I hope you are seeing the stupid point that I am making. These are huge, (generally) successful, star-packed blockbusters. They are still making them. And yet, it’s probably accurate to say that none of them have a lasting positive consensus in the culture, and that only one of them - the first - even really has a substantive fandom.
This isn’t a case of the Avatars, where a super-popular project is oriented away from the dominant obsessive-fan culture and towards regular Joes who don’t care if they can’t remember who Jake Sully is. Godzilla and Kong are popular little bastards. A subtitled Japanese Godzilla film is taking a run at $50 million in the US with almost no promotion.
I think this bears a second look.
So, reader, here’s the deal. Nostalgia Detective is getting wheeled out of the garage in 2024, and we’re starting the year with an easy, breezy four-film assignment: what the hell is the MonsterVerse, and why is it still around?
Hmm. No. That seems too manageable. Too cohesive. God forbid, the newsletters could end up being short.
Hey, at the risk of widening the lens a little too much - why did they build this franchise around these big CGI creatures, anyhow? Isn’t it a little of an odd fit?
See, in one hand, you have an icon of Japanese kaiju cinema, created as a potent metaphor in the shadow of the atrocities that ended the Second World War (and continued over dozens and dozens of increasingly wacky sequels and reboots), who had already been ported over to America in a legendary Roland Emmerich-directed flop. On the other, you have a big beast of Golden Age Hollywood best remembered for standing astride the Empire State Building swatting old-timey airplanes, who had also been revived for the turn of the 21st century as Peter Jackson’s follow-up to The Lord of the Rings.
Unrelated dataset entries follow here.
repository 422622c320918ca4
//! Restricted scalar domains.
//!
//! [`Identifier`] and [`Singleton`] wrap a primitive but only accept a
//! validated subset of its values. Each domain also exposes a membership
//! predicate that works on raw values, so a field typed as `identifier` can
//! accept plain text that happens to match the grammar without the producer
//! wrapping it first.
//!
//! # Examples
//!
//! ```
//! use node_schema_core::{is_identifier, Identifier, Singleton, Value};
//!
//! assert!(is_identifier("虎"));
//! assert!(!is_identifier("in_valid._attr_"));
//!
//! let name = Identifier::new("valid_name").unwrap();
//! assert_eq!(name, "valid_name");
//! assert_eq!(name.to_string(), "'valid_name'");
//!
//! assert!(Singleton::admits(&Value::Null));
//! assert!(!Singleton::admits(&Value::Int(0)));
//! ```

use std::fmt;
use std::ops::Deref;
use std::sync::LazyLock;

use regex::Regex;
use serde::{Deserialize, Serialize};

use crate::error::WrongValueError;
use crate::value::{Value, quote};

/// Returns `true` if `text` matches identifier grammar.
///
/// The first character must be a letter (any script) or `_`; the rest may
/// be letters, digits, or `_`. The empty string is not an identifier.
///
/// # Examples
///
/// ```
/// use node_schema_core::is_identifier;
///
/// assert!(is_identifier("Valid_1_name"));
/// assert!(is_identifier("_valid_name_"));
/// assert!(!is_identifier("Invalid name"));
/// assert!(!is_identifier("invalid.attr"));
/// assert!(!is_identifier("1st"));
/// assert!(!is_identifier(""));
/// ```
pub fn is_identifier(text: &str) -> bool {
    // SAFETY: compile-time constant pattern, covered by tests.
    static IDENTIFIER_RE: LazyLock<Regex> = LazyLock::new(|| {
        Regex::new(r"^[\p{L}_][\p{L}\p{Nd}_]*$").expect("static regex must compile")
    });
    IDENTIFIER_RE.is_match(text)
}

/// Text constrained to identifier grammar.
///
/// Compares equal to the raw text it wraps and renders in quoted form.
///
/// # Examples
///
/// ```
/// use node_schema_core::Identifier;
///
/// let id = Identifier::new("camelCase").unwrap();
/// assert_eq!(id, "camelCase");
/// assert_eq!(id.len(), 9);
/// assert_eq!(format!("{id}"), "'camelCase'");
///
/// assert!(Identifier::new("Invalid name").is_err());
/// ```
#[derive(Debug, Clone, PartialEq, Eq, PartialOrd, Ord, Hash, Serialize, Deserialize)]
#[serde(try_from = "String", into = "String")]
pub struct Identifier(String);

impl Identifier {
    /// Validates `text` and wraps it.
    ///
    /// # Errors
    ///
    /// Returns [`WrongValueError`] if `text` does not match identifier
    /// grammar.
    pub fn new(text: impl Into<String>) -> Result<Self, WrongValueError> {
        let text = text.into();
        if is_identifier(&text) {
            Ok(Self(text))
        } else {
            Err(WrongValueError::new("identifier", quote(&text)))
        }
    }

    /// Returns `true` if a raw value belongs to the identifier domain.
    ///
    /// Accepts wrapped identifiers and text matching the grammar.
    pub fn admits(value: &Value) -> bool {
        match value {
            Value::Identifier(_) => true,
            Value::Text(text) => is_identifier(text),
            _ => false,
        }
    }

    /// Borrows the wrapped text.
    pub fn as_str(&self) -> &str {
        &self.0
    }

    /// Unwraps into the underlying text.
    pub fn into_inner(self) -> String {
        self.0
    }
}

impl Deref for Identifier {
    type Target = str;

    fn deref(&self) -> &str {
        &self.0
    }
}

impl AsRef<str> for Identifier {
    fn as_ref(&self) -> &str {
        &self.0
    }
}

impl fmt::Display for Identifier {
    fn fmt(&self, f: &mut fmt::Formatter<'_>) -> fmt::Result {
        write!(f, "'{}'", self.0)
    }
}

impl PartialEq<str> for Identifier {
    fn eq(&self, other: &str) -> bool {
        self.0 == other
    }
}

impl PartialEq<&str> for Identifier {
    fn eq(&self, other: &&str) -> bool {
        self.0 == *other
    }
}

impl PartialEq<String> for Identifier {
    fn eq(&self, other: &String) -> bool {
        &self.0 == other
    }
}

impl PartialEq<Identifier> for str {
    fn eq(&self, other: &Identifier) -> bool {
        self == other.0
    }
}

impl PartialEq<Identifier> for &str {
    fn eq(&self, other: &Identifier) -> bool {
        *self == other.0
    }
}

impl TryFrom<String> for Identifier {
    type Error = WrongValueError;

    fn try_from(text: String) -> Result<Self, Self::Error> {
        Self::new(text)
    }
}

impl TryFrom<&str> for Identifier {
    type Error = WrongValueError;

    fn try_from(text: &str) -> Result<Self, Self::Error> {
        Self::new(text)
    }
}

impl TryFrom<Value> for Identifier {
    type Error = WrongValueError;

    /// Fails for any value that is not text, and for text outside the
    /// grammar.
    fn try_from(value: Value) -> Result<Self, Self::Error> {
        match value {
            Value::Identifier(id) => Ok(id),
            Value::Text(text) => Self::new(text),
            other => Err(WrongValueError::new("identifier", other.to_string())),
        }
    }
}

impl From<Identifier> for String {
    fn from(id: Identifier) -> Self {
        id.0
    }
}

/// One of `true`, `false`, or the null value.
///
/// Nothing else is a singleton: not `0`, not `1`, not empty text or an empty
/// sequence, whatever their truthiness elsewhere.
///
/// # Examples
///
/// ```
/// use node_schema_core::{Singleton, Value};
///
/// assert_eq!(Singleton::new(Some(true)), true);
/// assert_eq!(Singleton::NULL.to_string(), "None");
///
/// assert!(Singleton::try_from(Value::Bool(false)).is_ok());
/// assert!(Singleton::try_from(Value::Int(0)).is_err());
/// assert!(Singleton::try_from(Value::Seq(vec![])).is_err());
/// ```
#[derive(Debug, Clone, Copy, PartialEq, Eq, PartialOrd, Ord, Hash, Serialize, Deserialize)]
#[serde(transparent)]
pub struct Singleton(Option<bool>);

impl Singleton {
    /// `true`.
    pub const TRUE: Self = Self(Some(true));
    /// `false`.
    pub const FALSE: Self = Self(Some(false));
    /// The null value.
    pub const NULL: Self = Self(None);

    /// Wraps a boolean or the null value. Every input is in the domain.
    pub const fn new(value: Option<bool>) -> Self {
        Self(value)
    }

    /// Returns `true` if a raw value belongs to the singleton domain.
    pub fn admits(value: &Value) -> bool {
        matches!(value, Value::Singleton(_) | Value::Bool(_) | Value::Null)
    }

    /// Returns the wrapped value.
    pub const fn get(self) -> Option<bool> {
        self.0
    }

    /// Returns `true` for the null value.
    pub const fn is_null(self) -> bool {
        self.0.is_none()
    }
}

impl fmt::Display for Singleton {
    fn fmt(&self, f: &mut fmt::Formatter<'_>) -> fmt::Result {
        match self.0 {
            Some(true) => write!(f, "True"),
            Some(false) => write!(f, "False"),
            None => write!(f, "None"),
        }
    }
}

impl From<bool> for Singleton {
    fn from(value: bool) -> Self {
        Self(Some(value))
    }
}

impl From<Option<bool>> for Singleton {
    fn from(value: Option<bool>) -> Self {
        Self(value)
    }
}

impl PartialEq<bool> for Singleton {
    fn eq(&self, other: &bool) -> bool {
        self.0 == Some(*other)
    }
}

impl PartialEq<Option<bool>> for Singleton {
    fn eq(&self, other: &Option<bool>) -> bool {
        self.0 == *other
    }
}

impl TryFrom<Value> for Singleton {
    type Error = WrongValueError;

    fn try_from(value: Value) -> Result<Self, Self::Error> {
        match value {
            Value::Singleton(s) => Ok(s),
            Value::Bool(b) => Ok(Self(Some(b))),
            Value::Null => Ok(Self::NULL),
            other => Err(WrongValueError::new("singleton", other.to_string())),
        }
    }
}
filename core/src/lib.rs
//! Schema-driven syntax-tree nodes.
//!
//! This crate is the substrate a compiler frontend uses to build and check
//! tree nodes before later stages read them:
//!
//! - [`Identifier`] and [`Singleton`]: scalar domains that wrap a primitive
//!   but accept only a validated subset of its values.
//! - [`FieldSpec`] and [`NodeSchema`]: declarative per-kind field lists,
//!   each field with an accepted type set and a [`Multiplicity`].
//! - [`SchemaRegistry`]: the read-only kind → schema mapping, sealed once.
//! - [`Node`]: an instance whose field writes are type-checked eagerly and
//!   whose completeness is checked by [`Node::finalize`].
//!
//! Errors form a small taxonomy: [`WrongValueError`] for scalar domains,
//! [`WrongTypeError`] for field writes, and [`TreeError`] as the base
//! category that wraps both.
//!
//! # Example
//!
//! ```
//! use node_schema_core::*;
//!
//! let mut registry = SchemaRegistry::new();
//! registry
//!     .register(
//!         NodeSchema::new("AllModifiers")
//!             .with_field(FieldSpec::needed("f1", FieldType::Identifier))
//!             .with_field(FieldSpec::optional("f2", FieldType::Identifier))
//!             .with_field(FieldSpec::zero_or_more("f3", FieldType::Identifier))
//!             .with_field(FieldSpec::one_or_more("f4", FieldType::Identifier)),
//!     )
//!     .unwrap();
//! let registry = registry.seal().unwrap();
//!
//! let node = registry
//!     .construct(
//!         "AllModifiers",
//!         [Value::from("foo"), Value::from("bar"), Value::Seq(vec![]), Value::seq(["baz"])],
//!     )
//!     .unwrap();
//! node.finalize().unwrap();
//! assert_eq!(node.get("f1").unwrap(), &"foo");
//! ```

mod domain;
mod error;
mod node;
mod registry;
mod schema;
mod slot;
mod value;

pub use domain::{Identifier, Singleton, is_identifier};
pub use error::{TreeError, WrongTypeError, WrongTypeReason, WrongValueError};
pub use node::{Node, NodeBuilder};
pub use registry::SchemaRegistry;
pub use schema::{BUILTIN_TYPE_NAMES, FieldSpec, FieldType, Multiplicity, NodeSchema};
pub use slot::Slot;
pub use value::Value;
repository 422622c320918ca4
//! Node-kind declarations loaded from files.
//!
//! This crate turns YAML or JSON declaration files into a
//! [`SchemaRegistry`](node_schema_core::SchemaRegistry), so a compiler can
//! keep its tree definitions as data instead of code.
//!
//! # Quick start
//!
//! ```no_run
//! use node_schema_defs::{Declarations, ToolConfig};
//!
//! // Load declarations and seal them into a registry
//! let decls = Declarations::from_file("declarations/python.yml").unwrap();
//! println!("schema fingerprint: {}", decls.fingerprint().unwrap());
//! let registry = decls.into_registry().unwrap().install().unwrap();
//!
//! // Or go through a tool configuration file
//! let config = ToolConfig::load(".node-schema.yml").unwrap();
//! let decls = config.load_declarations().unwrap();
//! ```

mod config;
mod error;
mod loader;

pub use config::ToolConfig;
pub use error::{DeclarationError, Result};
pub use loader::{DeclarationFormat, Declarations};
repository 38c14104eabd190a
//! Conversation command handler.

use arag_core::{config::AppConfig, AppResult};
use arag_history::{ConversationId, ConversationStore, SqliteConversationStore};
use clap::{Args, Subcommand};

use super::print_json;

/// Manage stored conversations
#[derive(Args, Debug)]
pub struct ConversationCommand {
    #[command(subcommand)]
    pub action: ConversationAction,

    /// Output as JSON
    #[arg(long, global = true)]
    pub json: bool,
}

#[derive(Subcommand, Debug)]
pub enum ConversationAction {
    /// Start a new conversation
    New { title: String },
    /// List conversations, most recently updated first
    List,
    /// Show a conversation with its messages
    Show { id: ConversationId },
    /// Change a conversation's title
    Rename { id: ConversationId, title: String },
    /// Delete a conversation and its messages
    Delete { id: ConversationId },
}

impl ConversationCommand {
    pub async fn execute(&self, config: &AppConfig) -> AppResult<()> {
        let store = SqliteConversationStore::open(config.history_path()).await?;

        match &self.action {
            ConversationAction::New { title } => {
                let conversation = store.create(title).await?;
                if self.json {
                    return print_json(&conversation);
                }
                println!("Created conversation {}: {}", conversation.id, conversation.title);
            }
            ConversationAction::List => {
                let conversations = store.list().await?;
                if self.json {
                    return print_json(&conversations);
                }
                if conversations.is_empty() {
                    println!("No conversations");
                }
                for c in conversations {
                    println!(
                        "{:>4}  {}  ({} messages, updated {})",
                        c.id,
                        c.title,
                        c.message_count,
                        c.updated_at.format("%Y-%m-%d %H:%M")
                    );
                }
            }
            ConversationAction::Show { id } => {
                let conversation = store.get(*id).await?;
                if self.json {
                    return print_json(&conversation);
                }
                println!("# {}", conversation.title);
                for message in &conversation.messages {
                    println!();
                    println!("{}: {}", message.role.as_str(), message.content);
                    for source in &message.sources {
                        println!("  - {}", source.source.as_deref().unwrap_or("web search"));
                    }
                }
            }
            ConversationAction::Rename { id, title } => {
                let conversation = store.rename(*id, title).await?;
                if self.json {
                    return print_json(&conversation);
                }
                println!("Renamed conversation {} to '{}'", conversation.id, conversation.title);
            }
            ConversationAction::Delete { id } => {
                store.delete(*id).await?;
                println!("Deleted conversation {}", id);
            }
        }

        Ok(())
    }
}
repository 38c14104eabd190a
//! LLM provider implementations.

pub mod ollama;

pub use ollama::OllamaClient;
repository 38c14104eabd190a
//! Embedding provider implementations.

pub mod mock;
pub mod ollama;
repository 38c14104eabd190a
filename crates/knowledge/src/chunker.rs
//! Document segmentation.
//!
//! Sizes are expressed in tokens and converted to a character budget with
//! a fixed ratio, which keeps segments near the target without a
//! tokenizer dependency.

use arag_core::{AppError, AppResult};
use sha2::{Digest, Sha256};
use text_splitter::{ChunkConfig, TextSplitter};

use crate::types::{ChunkCandidate, Document};

/// Approximate characters per token.
pub const CHARS_PER_TOKEN: usize = 4;

/// Split a document into bounded-size segments.
///
/// Every segment inherits the document provenance and records its
/// position. Whitespace-only segments are dropped without consuming a
/// position.
pub fn chunk_document(
    document: &Document,
    chunk_tokens: usize,
    overlap_tokens: usize,
) -> AppResult<Vec<ChunkCandidate>> {
    if document.text.trim().is_empty() {
        return Ok(Vec::new());
    }

    let capacity = chunk_tokens.max(1) * CHARS_PER_TOKEN;
    let config = ChunkConfig::new(capacity)
        .with_overlap(overlap_tokens * CHARS_PER_TOKEN)
        .map_err(|e| AppError::Knowledge(format!("Invalid chunk configuration: {}", e)))?;
    let splitter = TextSplitter::new(config);

    let chunks: Vec<ChunkCandidate> = splitter
        .chunks(&document.text)
        .map(str::trim)
        .filter(|text| !text.is_empty())
        .enumerate()
        .map(|(position, text)| ChunkCandidate {
            provenance: document.provenance.clone(),
            position: position as u32,
            text: text.to_string(),
        })
        .collect();

    tracing::debug!(
        provenance = %document.provenance,
        "Chunked document into {} segments (capacity: {} chars, overlap: {} tokens)",
        chunks.len(),
        capacity,
        overlap_tokens
    );

    Ok(chunks)
}

/// Stable identity of a segment.
pub fn chunk_id(provenance: &str, position: u32, text: &str) -> String {
    let mut hasher = Sha256::new();
    hasher.update(provenance.as_bytes());
    hasher.update([0u8]);
    hasher.update(position.to_le_bytes());
    hasher.update(text.as_bytes());
    format!("{:x}", hasher.finalize())
}
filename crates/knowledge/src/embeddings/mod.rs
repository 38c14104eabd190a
//! Embedding providers for the evidence store.

pub mod provider;
pub mod providers;

pub use provider::{create_provider, EmbeddingProvider};
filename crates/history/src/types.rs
//! Conversation history types.

use arag_knowledge::EvidenceChunk;
use arag_workflow::Role;
use chrono::{DateTime, Utc};
use serde::{Deserialize, Serialize};

pub type ConversationId = i64;

/// Evidence that backed an assistant message.
#[derive(Debug, Clone, PartialEq, Eq, Serialize, Deserialize)]
pub struct SourceRecord {
    pub content: String,

    #[serde(default, skip_serializing_if = "Option::is_none")]
    pub source: Option<String>,
}

impl From<&EvidenceChunk> for SourceRecord {
    fn from(chunk: &EvidenceChunk) -> Self {
        Self {
            content: chunk.text.clone(),
            source: chunk.provenance.clone(),
        }
    }
}

/// A persisted message.
#[derive(Debug, Clone, PartialEq, Serialize, Deserialize)]
pub struct StoredMessage {
    pub id: i64,
    pub role: Role,
    pub content: String,
    pub created_at: DateTime<Utc>,
    pub sources: Vec<SourceRecord>,
}

/// A conversation with its messages in order.
#[derive(Debug, Clone, PartialEq, Serialize, Deserialize)]
pub struct Conversation {
    pub id: ConversationId,
    pub title: String,
    pub created_at: DateTime<Utc>,
    pub updated_at: DateTime<Utc>,
    pub messages: Vec<StoredMessage>,
}

/// Listing entry without message bodies.
#[derive(Debug, Clone, PartialEq, Serialize, Deserialize)]
pub struct ConversationSummary {
    pub id: ConversationId,
    pub title: String,
    pub created_at: DateTime<Utc>,
    pub updated_at: DateTime<Utc>,
    pub message_count: u32,
}
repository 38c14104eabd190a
//! Load documents from files and directories.

use std::path::{Path, PathBuf};

use arag_core::{AppError, AppResult};
use tracing::{debug, warn};
use walkdir::WalkDir;

use crate::parser::{self, ContentType};
use crate::types::Document;

/// Documents loaded from a set of paths, plus what was skipped.
#[derive(Debug, Default)]
pub struct LoadedDocuments {
    pub documents: Vec<Document>,
    pub skipped: Vec<PathBuf>,
}

/// Load every supported document under `paths`.
///
/// Directories are walked recursively and unsupported files inside them are
/// skipped with a warning. A file named explicitly must be supported.
/// `provenance` replaces the file-name provenance; with several files it is
/// suffixed with the file name to keep chunk identities distinct.
pub fn load_documents(paths: &[PathBuf], provenance: Option<&str>) -> AppResult<LoadedDocuments> {
    let mut files = Vec::new();
    let mut loaded = LoadedDocuments::default();

    for path in paths {
        if path.is_dir() {
            for entry in WalkDir::new(path)
                .follow_links(false)
                .sort_by_file_name()
                .into_iter()
                .filter_map(|e| e.ok())
            {
                let entry_path = entry.path();
                if !entry_path.is_file() {
                    continue;
                }
                if ContentType::from_path(entry_path).is_some() {
                    files.push(entry_path.to_path_buf());
                } else {
                    warn!("Skipping unsupported file: {:?}", entry_path);
                    loaded.skipped.push(entry_path.to_path_buf());
                }
            }
        } else if path.is_file() {
            files.push(path.clone());
        } else {
            return Err(AppError::NotFound(format!("{:?} does not exist", path)));
        }
    }

    let single = files.len() == 1;
    for file in files {
        let text = parser::parse_file(&file)?;
        let provenance = document_provenance(&file, provenance, single)?;
        debug!("Loaded {:?} as '{}' ({} bytes)", file, provenance, text.len());
        loaded.documents.push(Document::new(text, provenance));
    }

    Ok(loaded)
}

fn document_provenance(path: &Path, provided: Option<&str>, single: bool) -> AppResult<String> {
    let file_name = path
        .file_name()
        .and_then(|n| n.to_str())
        .ok_or_else(|| AppError::UnsupportedDocument(format!("{:?} has no file name", path)))?;

    Ok(match provided {
        Some(name) if single => name.to_string(),
        Some(name) => format!("{}/{}", name, file_name),
        None => file_name.to_string(),
    })
}

#[cfg(test)]
mod tests {
    use super::*;
    use tempfile::TempDir;

    fn write(dir: &Path, name: &str, content: &str) -> PathBuf {
        let path = dir.join(name);
        if let Some(parent) = path.parent() {
            std::fs::create_dir_all(parent).unwrap();
        }
        std::fs::write(&path, content).unwrap();
        path
    }

    #[test]
    fn test_directory_walk_skips_unsupported() {
        let dir = TempDir::new().unwrap();
        write(dir.path(), "a.txt", "Whales live in the ocean.");
        write(dir.path(), "nested/b.md", "# Krill\nKrill are small.");
        write(dir.path(), "image.png", "not text");

        let loaded = load_documents(&[dir.path().to_path_buf()], None).unwrap();

        let names: Vec<_> = loaded.documents.iter().map(|d| d.provenance.as_str()).collect();
        assert_eq!(names, vec!["a.txt", "b.md"]);
        assert_eq!(loaded.skipped.len(), 1);
    }

    #[test]
    fn test_explicit_unsupported_file_is_error() {
        let dir = TempDir::new().unwrap();
        let path = write(dir.path(), "data.csv", "a,b");

        let err = load_documents(&[path], None).unwrap_err();
        assert!(matches!(err, AppError::UnsupportedDocument(_)));
    }

    #[test]
    fn test_provenance_override() {
        let dir = TempDir::new().unwrap();
        let single = write(dir.path(), "a.txt", "Whales.");
        let loaded = load_documents(&[single.clone()], Some("doc1")).unwrap();
        assert_eq!(loaded.documents[0].provenance, "doc1");

        let other = write(dir.path(), "b.txt", "Krill.");
        let loaded = load_documents(&[single, other], Some("notes")).unwrap();
        assert_eq!(loaded.documents[0].provenance, "notes/a.txt");
        assert_eq!(loaded.documents[1].provenance, "notes/b.txt");
    }

    #[test]
    fn test_missing_path_is_not_found() {
        let err = load_documents(&[PathBuf::from("/no/such/path.txt")], None).unwrap_err();
        assert!(matches!(err, AppError::NotFound(_)));
    }
}
//! Web search as an evidence source.

use std::time::Duration;

use arag_core::{AppError, AppResult, WebSearchSettings};
use async_trait::async_trait;
use reqwest::Client;
use serde::{Deserialize, Serialize};
use tracing::{debug, instrument};

use crate::types::EvidenceChunk;

const REQUEST_TIMEOUT_SECS: u64 = 30;

/// One search hit.
#[derive(Debug, Clone, PartialEq, Eq)]
pub struct WebResult {
    pub content: String,
    pub url: Option<String>,
}

/// External search service returning text snippets for a query.
#[async_trait]
pub trait WebSearcher: Send + Sync {
    async fn search(&self, query: &str, top_k: usize) -> AppResult<Vec<WebResult>>;
}

/// Tavily search API client.
#[derive(Debug, Clone)]
pub struct TavilySearcher {
    client: Client,
    endpoint: String,
    api_key: String,
}

#[derive(Debug, Serialize)]
struct SearchRequest<'a> {
    api_key: &'a str,
    query: &'a str,
    max_results: usize,
}

#[derive(Debug, Deserialize)]
struct SearchResponse {
    #[serde(default)]
    results: Vec<SearchHit>,
}

#[derive(Debug, Deserialize)]
struct SearchHit {
    #[serde(default)]
    content: String,
    url: Option<String>,
}

impl TavilySearcher {
    pub fn new(endpoint: impl Into<String>, api_key: impl Into<String>) -> AppResult<Self> {
        let client = Client::builder()
            .timeout(Duration::from_secs(REQUEST_TIMEOUT_SECS))
            .build()
            .map_err(|e| AppError::Retrieval(format!("Failed to create HTTP client: {}", e)))?;

        Ok(Self {
            client,
            endpoint: endpoint.into(),
            api_key: api_key.into(),
        })
    }

    /// Build a searcher from settings; the API key must be supplied.
    pub fn from_settings(settings: &WebSearchSettings, api_key: Option<String>) -> AppResult<Self> {
        if settings.provider != "tavily" {
            return Err(AppError::Config(format!(
                "Unknown web search provider: '{}'. Supported providers: tavily",
                settings.provider
            )));
        }

        let api_key = api_key.ok_or_else(|| {
            AppError::Config(format!(
                "Web search needs an API key. Set {}",
                settings.api_key_env
            ))
        })?;

        Self::new(settings.endpoint.clone(), api_key)
    }
}

#[async_trait]
impl WebSearcher for TavilySearcher {
    #[instrument(skip(self))]
    async fn search(&self, query: &str, top_k: usize) -> AppResult<Vec<WebResult>> {
        let request = SearchRequest {
            api_key: &self.api_key,
            query,
            max_results: top_k,
        };

        let response = self
            .client
            .post(&self.endpoint)
            .bearer_auth(&self.api_key)
            .json(&request)
            .send()
            .await
            .map_err(|e| AppError::Retrieval(format!("Web search request failed: {}", e)))?;

        let status = response.status();
        if !status.is_success() {
            let body = response
                .text()
                .await
                .unwrap_or_else(|_| "Unknown error".to_string());
            return Err(AppError::Retrieval(format!(
                "Web search error ({}): {}",
                status, body
            )));
        }

        let body: SearchResponse = response
            .json()
            .await
            .map_err(|e| AppError::Retrieval(format!("Failed to parse web search response: {}", e)))?;

        let results: Vec<WebResult> = body
            .results
            .into_iter()
            .filter(|hit| !hit.content.trim().is_empty())
            .take(top_k)
            .map(|hit| WebResult {
                content: hit.content,
                url: hit.url,
            })
            .collect();

        debug!("Web search returned {} results", results.len());
        Ok(results)
    }
}

/// Search the web and fold the results into a single evidence chunk.
///
/// Web evidence carries no provenance. An empty result set is an error so
/// the caller never generates from nothing.
pub async fn web_evidence(
    searcher: &dyn WebSearcher,
    question: &str,
    top_k: usize,
) -> AppResult<EvidenceChunk> {
    let results = searcher.search(question, top_k).await?;
    if results.is_empty() {
        return Err(AppError::Retrieval(format!(
            "Web search returned no results for '{}'",
            question
        )));
    }

    let text = results
        .iter()
        .map(|r| r.content.as_str())
        .collect::<Vec<_>>()
        .join("\n");

    Ok(EvidenceChunk::new(text, None))
}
None of this was a first at-bat, either: Toho, creators of the original Godzilla, had planted the flag with King Kong vs. Godzilla in 1962 (Kong won), a film that exists in two versions - much like the original Godzilla - consisting of the original Japanese and then a heavily Americanised redo adding American characters and spectacle to reframe the story.
Okay, now we’re getting somewhere. This all sounds really difficult to untangle. Perfect. It’s like we never left.
See you back here in a couple of weeks for Godzilla (2014). It’ll be simple, easy, and short. Promise. Just like I promised you there would be a part two of Jason Bourne.
Glad to see you're back, though I'm sad you don't like 'Monarch,' which I think thus far is the best written installment of the Monsterverse.
Also, I'd argue King of the Monsters has its fans, myself included. Imo, it is the best Monsterverse movie, though one that sadly never got the running time to do justice to its ambitious story.
In any case, looking forward to your takes on this franchise!